"Sometimes it seems as if the whole world is fueled by gossip. Much of what passes for hard news today is the Hollywood fluff that was relegated to pulp movie magazines when I was a girl. From the Central Intelligence Agency to Entertainment Tonight, gossip is big business. But in small towns, gossip is still small-time. And as bad as it can be — venal, petty, mean — in the small town it also stays closer to the roots of the word. If you look up gossip in the Oxford English Dictionary you find that it is derived from the words for God and sibling, and originally meant 'akin to God.' It was used to describe one who has contracted spiritual kinship by acting as a sponsor at baptism; one who helps 'give a name to.' Eric Patridge's Origins, a dictionary of etymology, tells you simply to 'see God,' and there you find that the word's antecedents include gospel, godspell, sippe (or consanguinity) and sabha, a village community — notoriously inter-related.'

"We are interrelated in a small town, whether or not we're related by blood. We know without thinking about it who owns what car; inhabitants of a town as small as a monastery learn to recognize each other's footsteps in the hall. Story is a safety valve for people who live as intimately as that; and I would argue that gossip done well can be a holy thing. It can strengthen communal bonds.

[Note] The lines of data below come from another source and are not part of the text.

// Colored terminal output for trend reports.
//
// This module handles all terminal-specific formatting. The main.rs command
// handlers delegate here.

use colored::Colorize;

use super::csv::DateFormat;
use crate::error::PipelineError;
use crate::pipeline::run::TrendReport;
use crate::trends::matrix::TrendMatrix;
use crate::trends::stats::TopicStats;

/// Display the headline summary of a run.
pub fn display_report(report: &TrendReport) {
    let summary = &report.summary;

    println!(
        "\n{}",
        format!(
            "=== Topic Trends for {} ({}, {} days) ===",
            report.app_id,
            report.window,
            report.matrix.dates.len()
        )
        .bold()
    );
    println!(
        "  {} reviews analyzed, {} topics, {} occurrences (embedder: {})",
        report.reviews_analyzed,
        report.matrix.rows.len(),
        summary.total_occurrences,
        report.embedder.dimmed(),
    );

    if !report.skipped.is_empty() {
        println!(
            "  {} reviews skipped (empty, emoji-only, or unreadable text)",
            report.skipped.len().to_string().yellow()
        );
    }

    let unavailable = report.matrix.dates.len() - report.matrix.available_days();
    if unavailable > 0 {
        println!(
            "  {} {} days had no data and are shown as n/a",
            "!".yellow(),
            unavailable
        );
    }

    for warning in &report.warnings {
        if matches!(warning, PipelineError::EmptyInputBatch) {
            println!("\n  {}", "No processable reviews in this window.".yellow());
        }
    }

    if summary.top_topics.is_empty() {
        return;
    }

    println!("\n{}", "Top topics:".bold());
    println!(
        "  {:>4}  {:<36} {:>6}  {:>10}  {:>8}",
        "Rank".dimmed(),
        "Topic".dimmed(),
        "Total".dimmed(),
        "Volatility".dimmed(),
        "Trend".dimmed(),
    );
    println!("  {}", "-".repeat(72).dimmed());

    for (i, stats) in summary.top_topics.iter().enumerate() {
        println!(
            "  {:>4}. {:<36} {:>6}  {:>10.2}  {:>8}",
            i + 1,
            super::truncate_chars(&stats.label, 33),
            stats.total,
            stats.volatility,
            colorize_trend(stats),
        );
    }

    if let Some(ref e) = summary.trend_window_error {
        println!("\n  {} {}", "~".yellow(), e.to_string().dimmed());
    }
}

/// Print the matrix itself as an aligned table. Wide windows get long lines;
/// the CSV is the better format past a couple of weeks.
pub fn display_matrix(matrix: &TrendMatrix, format: DateFormat, limit: Option<usize>) {
    if matrix.is_empty() {
        println!("No topics to display.");
        return;
    }

    let rows = match limit {
        Some(n) => matrix.top(n),
        None => &matrix.rows[..],
    };
    let labels = matrix.row_labels();
    let width = labels
        .iter()
        .take(rows.len())
        .map(|l| l.chars().count())
        .max()
        .unwrap_or(5)
        .clamp(5, 40);

    let mut header = format!("  {:<width$}", "Topic");
    for name in format.headers(&matrix.dates) {
        header.push_str(&format!(" {:>7}", name));
    }
    println!("\n{}", header.dimmed());

    for (row_idx, label) in labels.iter().take(rows.len()).enumerate() {
        let mut line = format!("  {:<width$}", super::truncate_chars(label, width));
        for col in 0..matrix.dates.len() {
            let cell = match matrix.cell(row_idx, col) {
                Some(0) => format!(" {:>7}", "."),
                Some(n) => format!(" {:>7}", n),
                None => format!(" {:>7}", "n/a"),
            };
            line.push_str(&cell);
        }
        println!("{line}");
    }
    println!();
}

/// Rising complaints are the ones worth attention, so up is red.
fn colorize_trend(stats: &TopicStats) -> colored::ColoredString {
    match stats.trend_delta {
        Some(d) if d > 0.05 => format!("+{d:.2}").red(),
        Some(d) if d < -0.05 => format!("{d:.2}").green(),
        Some(d) => format!("{d:.2}").normal(),
        None => "-".dimmed(),
    }
}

"Gossip provides comic relief for people under tension. Candidates at one monastery are told of a novice in the past who had such a hot temper that the others loved to bait him. Once when they were studying he closed a window and the other monks opened it; once, twice. When we got up to close the window for the third time, he yelled at them, 'Why are you making me sin with this window?'

"Gossip can help us give a name to ourselves. The most revealing section of the weekly Lemmon Leader is the personal column in the classified ads, where people express thanks to those who helped with the bloodmobile, a 4-H booth at the county fair, a Future Homemakers of America fashion show, a benefit for the family beset by huge medical bills. If you've been in the hospital or have suffered a death in the family, you take out an ad thanking the doctor, ambulance crew, and wellwishers who visited, sent cards, offered prayers, or brought gifts of food."